On connaît le coût économique des trois mois de rémission ainsi obtenus. Voici à propos du coût humain le témoignage d'une infirmière qui a soigné son père pendant les derniers mois de sa vie : "Mon père a vécu, de décembre 92 à décembre 93, la phase prolongée de son cancer grâce, mot ironiquement employé, au Lupron du docteur Labrie qui mijote dans sa découverte sensationnellement trouble ! Connaissez-vous les retombées secondaires de ce traitement ? Entre autres : une torture détrempée ! Pour mon père, 12 mois de transpiration excessives à la chaîne, aux 10, 12 ou 15 minutes. Séchages à la serviette complétés au séchoir électrique (truc que mon père avait découvert) changement de vêtements, jour et nuit. Pour s'encourager à ne pas se décourager, mon père disait, avec ce qui lui restait de sourire : «ça vaut ça pour continuer à vivre !»

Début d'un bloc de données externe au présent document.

//! Session serve loop: claim the node address, expose the router, tear down.

use std::future::Future;
use std::sync::Arc;

use serde_json::json;
use tokio::net::TcpListener;
use tracing::{error, info};

use jobnode_core::{payload, ActiveSession, JobPhase, NodePhase, Payload, SessionGuard};

use crate::config::NodeConfig;
use crate::error::NodeError;
use crate::http::create_router;
use crate::state::NodeContext;
use crate::wallet::check_wallet;

/// Parse a CLI port argument.
pub fn parse_port(raw: &str) -> Result<u16, NodeError> {
    raw.trim()
        .parse()
        .map_err(|_| NodeError::InvalidPort(raw.to_string()))
}

/// Run one node session on `port` until ctrl-c.
///
/// `sessions` is the process-wide guard; a second call for an address that
/// is already serving fails with `NodeAlreadyActive` before anything starts.
pub async fn serve(
    config: NodeConfig,
    port: u16,
    sessions: Arc<SessionGuard>,
) -> Result<(), NodeError> {
    let (ctx, session) = start_session(config, sessions)?;

    let addr = format!("{}:{}", ctx.config.host, port);
    let listener = match TcpListener::bind(&addr).await {
        Ok(listener) => listener,
        Err(e) => {
            error!(addr = %addr, error = %e, "failed to bind");
            ctx.node_state.transition(NodePhase::Error, payload(json!({ "error": e.to_string() })));
            ctx.end_session(session);
            return Err(e.into());
        }
    };

    run_session(ctx, session, listener, shutdown_signal()).await
}

/// Check the wallet, build the context and claim the node address.
///
/// Nothing after the wallet check runs if the address is already active,
/// so a rejected session leaves no registers touched.
pub fn start_session(
    config: NodeConfig,
    sessions: Arc<SessionGuard>,
) -> Result<(Arc<NodeContext>, ActiveSession), NodeError> {
    check_wallet(&config)?;

    let ctx = NodeContext::with_sessions(config, sessions);
    let session = ctx.begin_session()?;
    info!(address = %ctx.address, "session started");

    ctx.node_state.transition(NodePhase::Starting, Payload::new());
    ctx.node_state.transition(NodePhase::Idle, Payload::new());
    ctx.job_state.transition(
        JobPhase::NodeReady,
        payload(json!({ "node": ctx.address.as_str() })),
    );

    Ok((ctx, session))
}

/// Serve the router on `listener` until `shutdown` resolves, then end the session.
pub async fn run_session<F>(
    ctx: Arc<NodeContext>,
    session: ActiveSession,
    listener: TcpListener,
    shutdown: F,
) -> Result<(), NodeError>
where
    F: Future<Output = ()> + Send + 'static,
{
    let local = listener.local_addr()?;
    info!(addr = %local, "HTTP server listening");

    let result = axum::serve(listener, create_router(ctx.clone()))
        .with_graceful_shutdown(shutdown)
        .await;
    if let Err(e) = &result {
        error!(error = %e, "HTTP server error");
    }

    ctx.node_state.transition(NodePhase::Stopping, Payload::new());
    ctx.end_session(session);
    ctx.node_state.transition(NodePhase::Stopped, Payload::new());

    result.map_err(NodeError::from)
}

async fn shutdown_signal() {
    if let Err(e) = tokio::signal::ctrl_c().await {
        error!(error = %e, "failed to listen for ctrl-c");
        return;
    }
    info!("shutdown requested");
}

#[cfg(test)]
mod tests {
    use super::*;
    use jobnode_core::{CoreError, NodeAddress, OperationId};
    use std::time::Duration;
    use tokio::sync::oneshot;

    fn config() -> NodeConfig {
        NodeConfig {
            address: "cd".repeat(32),
            host: "127.0.0.1".to_string(),
            ..NodeConfig::default()
        }
    }

    #[test]
    fn test_parse_port() {
        assert_eq!(parse_port("8080").unwrap(), 8080);
        assert_eq!(parse_port(" 3000 ").unwrap(), 3000);
        assert!(matches!(parse_port("http"), Err(NodeError::InvalidPort(p)) if p == "http"));
        assert!(parse_port("70000").is_err());
    }

    #[test]
    fn test_start_session_publishes_ready() {
        let (ctx, _session) = start_session(config(), Arc::new(SessionGuard::new())).unwrap();

        assert_eq!(ctx.node_state.phase(), NodePhase::Idle);
        let job = ctx.job_state.current();
        assert_eq!(job.phase, JobPhase::NodeReady);
        assert_eq!(job.payload.get("node"), Some(&json!("cd".repeat(32))));
        assert_eq!(ctx.job_state.shared("node"), Some(json!("cd".repeat(32))));
        assert!(ctx.session_active());
    }

    #[test]
    fn test_duplicate_session_stops_early() {
        let sessions = Arc::new(SessionGuard::new());
        let (_ctx, _session) = start_session(config(), sessions.clone()).unwrap();

        let Err(err) = start_session(config(), sessions) else {
            panic!("second session for the same address started");
        };
        assert!(matches!(err, NodeError::Core(_)));
        assert_eq!(
            err.to_string(),
            format!("Node already active for address {}", "cd".repeat(32))
        );
    }

    #[tokio::test]
    async fn test_second_serve_for_same_address_rejected() {
        let sessions = Arc::new(SessionGuard::new());
        let address = NodeAddress::new("cd".repeat(32));

        let first = tokio::spawn(serve(config(), 0, sessions.clone()));
        while !sessions.is_active(&address) {
            tokio::time::sleep(Duration::from_millis(5)).await;
        }

        let second = tokio::time::timeout(
            Duration::from_secs(5),
            serve(config(), 0, sessions.clone()),
        )
        .await
        .expect("second serve returned promptly");
        assert!(matches!(
            second,
            Err(NodeError::Core(CoreError::NodeAlreadyActive(ref a))) if *a == address
        ));
        assert!(!first.is_finished());

        first.abort();
        let _ = first.await;
        assert!(!sessions.is_active(&address));
    }

    #[tokio::test]
    async fn test_run_session_serves_then_tears_down() {
        let (ctx, session) = start_session(config(), Arc::new(SessionGuard::new())).unwrap();
        ctx.ledger.start(&OperationId::new("op"));
        let token = ctx.abort.current();

        let listener = TcpListener::bind("127.0.0.1:0").await.unwrap();
        let addr = listener.local_addr().unwrap();
        let (tx, rx) = oneshot::channel::<()>();
        let server = tokio::spawn(run_session(ctx.clone(), session, listener, async {
            let _ = rx.await;
        }));

        let body: serde_json::Value = reqwest::get(format!("http://{addr}/health"))
            .await
            .unwrap()
            .json()
            .await
            .unwrap();
        assert_eq!(body, json!({ "status": "ok" }));

        tx.send(()).unwrap();
        server.await.unwrap().unwrap();

        assert_eq!(ctx.node_state.phase(), NodePhase::Stopped);
        assert!(!ctx.session_active());
        assert!(ctx.ledger.is_empty());
        assert!(!token.is_cancelled());
    }
}
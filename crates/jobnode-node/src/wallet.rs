//! Startup check of the node's credential file.

use std::path::Path;

use ed25519_dalek::SigningKey;
use tracing::{debug, error};

use jobnode_core::wallet::quarantine;

use crate::auth::public_key_hex;
use crate::config::NodeConfig;
use crate::error::NodeError;

/// Read a keypair file (JSON array of 64 bytes: secret then public) and
/// return the hex public key.
pub fn load_public_key(path: &Path) -> Result<String, NodeError> {
    let raw = std::fs::read_to_string(path)?;
    let bytes: Vec<u8> =
        serde_json::from_str(&raw).map_err(|e| NodeError::Wallet(e.to_string()))?;
    let keypair: [u8; 64] = bytes
        .try_into()
        .map_err(|b: Vec<u8>| NodeError::Wallet(format!("expected 64 key bytes, got {}", b.len())))?;
    let key = SigningKey::from_keypair_bytes(&keypair).map_err(|e| NodeError::Wallet(e.to_string()))?;
    Ok(public_key_hex(&key.verifying_key()))
}

/// Refuse to start with a compromised wallet.
///
/// A wallet whose public key is listed in `compromised_keys` is renamed
/// aside and the check fails. Returns the wallet's public key when one is
/// configured.
pub fn check_wallet(config: &NodeConfig) -> Result<Option<String>, NodeError> {
    let Some(path) = config.wallet_path.as_deref() else {
        return Ok(None);
    };

    let public_key = load_public_key(path)?;
    let compromised = config
        .compromised_keys
        .iter()
        .any(|key| key.eq_ignore_ascii_case(&public_key));
    if compromised {
        error!(public_key = %public_key, "wallet is compromised");
        quarantine(path)?;
        return Err(NodeError::WalletCompromised(public_key));
    }

    debug!(public_key = %public_key, "wallet checked");
    Ok(Some(public_key))
}
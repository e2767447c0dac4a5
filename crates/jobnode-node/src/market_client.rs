//! HTTP client for the market lookup service.

use async_trait::async_trait;
use serde::de::DeserializeOwned;
use tracing::{debug, info};

use jobnode_core::{BoxError, Market, MarketSource};

use crate::error::NodeError;

/// [`MarketSource`] backed by a REST API.
pub struct HttpMarketClient {
    inner: reqwest::Client,
    base_url: String,
}

impl HttpMarketClient {
    pub fn new(base_url: &str) -> Self {
        Self {
            inner: reqwest::Client::new(),
            base_url: base_url.trim_end_matches('/').to_string(),
        }
    }

    pub fn base_url(&self) -> &str {
        &self.base_url
    }

    async fn get_json<T: DeserializeOwned>(&self, path: &str) -> Result<T, BoxError> {
        let url = format!("{}{}", self.base_url, path);
        debug!(url = %url, "GET request");

        let response = self.inner.get(&url).send().await?;
        let status = response.status();
        if !status.is_success() {
            return Err(format!("HTTP {status}: {path}").into());
        }
        Ok(response.json().await?)
    }
}

#[async_trait]
impl MarketSource for HttpMarketClient {
    async fn get_market(&self, id: &str) -> Result<Market, BoxError> {
        self.get_json(&format!("/markets/{id}")).await
    }

    async fn list_markets(&self) -> Result<Vec<Market>, BoxError> {
        self.get_json("/markets").await
    }
}

/// Look up a market, wrapping any source failure as [`NodeError::MarketFetch`].
pub async fn fetch_market(source: &dyn MarketSource, id: &str) -> Result<Market, NodeError> {
    let market = source
        .get_market(id)
        .await
        .map_err(|source| NodeError::MarketFetch { source })?;
    info!(market = %market.address, queue = market.queue_len(), "market fetched");
    Ok(market)
}

/// List all markets known to the source.
pub async fn list_markets(source: &dyn MarketSource) -> Result<Vec<Market>, NodeError> {
    source
        .list_markets()
        .await
        .map_err(|source| NodeError::MarketFetch { source })
}
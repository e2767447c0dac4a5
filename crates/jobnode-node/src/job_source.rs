//! Loading job definitions from a local file or an HTTP(S) URL.

use tracing::debug;

use jobnode_core::JobDefinition;

use crate::error::NodeError;

fn is_url(location: &str) -> bool {
    location.starts_with("http://") || location.starts_with("https://")
}

/// Read the raw definition text at `location`.
pub async fn read_job_source(location: &str) -> Result<String, NodeError> {
    let failed = |reason: String| NodeError::JobSource {
        location: location.to_string(),
        reason,
    };

    if is_url(location) {
        debug!(url = %location, "fetching job definition");
        let response = reqwest::get(location)
            .await
            .map_err(|e| failed(e.to_string()))?;
        let status = response.status();
        if !status.is_success() {
            return Err(failed(format!("HTTP {status}")));
        }
        response.text().await.map_err(|e| failed(e.to_string()))
    } else {
        debug!(path = %location, "reading job definition");
        tokio::fs::read_to_string(location)
            .await
            .map_err(|e| failed(e.to_string()))
    }
}

/// Read and parse the definition at `location`. Validation is left to the caller.
pub async fn load_job_definition(location: &str) -> Result<JobDefinition, NodeError> {
    let raw = read_job_source(location).await?;
    Ok(JobDefinition::from_json(&raw)?)
}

Dans sa lettre, le docteur Carmel prend aussi position sur le programme de dépistage. «Enfin, je vous laisse copie d'un article récent du NEJM que les médias ont entouré d'une grande publicité. Il s'agit d'une étude sur le traitement conservateur de la prostate. La conclusion retenue par les médias est qu'il est inutile de traiter. Je crois que l'on sous-estime l'impact de la morbidité de la maladie, la présence de métastases diminuant sûrement la qualité de la vie. Il y a aussi une différence énorme entre le point de vue d'un épidémiologiste ou d'un économiste de la santé qui décident pour un grand groupe, et celui du médecin qui a un seul patient en face de lui. Comment convaincre un patient qui a un cancer de la prostate qu'in n'en mourra pas, qu'il n'en souffrira pas et qu'il peut continuer ses activités sans y penser ? De plus, personne n'a évoqué l'aspect médico-légal de la question : Je découvre un cancer de la prostate chez un patient ayant une bonne espérance de vie. Dans les dix prochaines années, il a 10% de risque de mourir de son cancer contre 30% de mourir d'autre chose. Je réussis à persuader mon patient de l'inutilité du traitement, mais malheureusement, il rejoint le groupe de 10%. Suis-je vulnérable si le patient me poursuit ?»
Ce témoignage ne donne-t-il pas un argument supplémentaire à ceux, de plus en plus nombreux, qui estiment que le programme de dépistage massif est inapproprié ? Une fois qu'on se sait porteur d'un cancer, comment l'oublier, comment vivre conformément à ce que la science et le bon sens recommandent : comme si on ne l'avait pas ?
Interrogé sur l'à-propos du dépistage massif, le docteur Carmel s'est dit d'avis que le plus sage serait de l'en remettre au jugement des médecins, qui pourraient recommander les tests quand les patients présentent des symptômes inquiétants.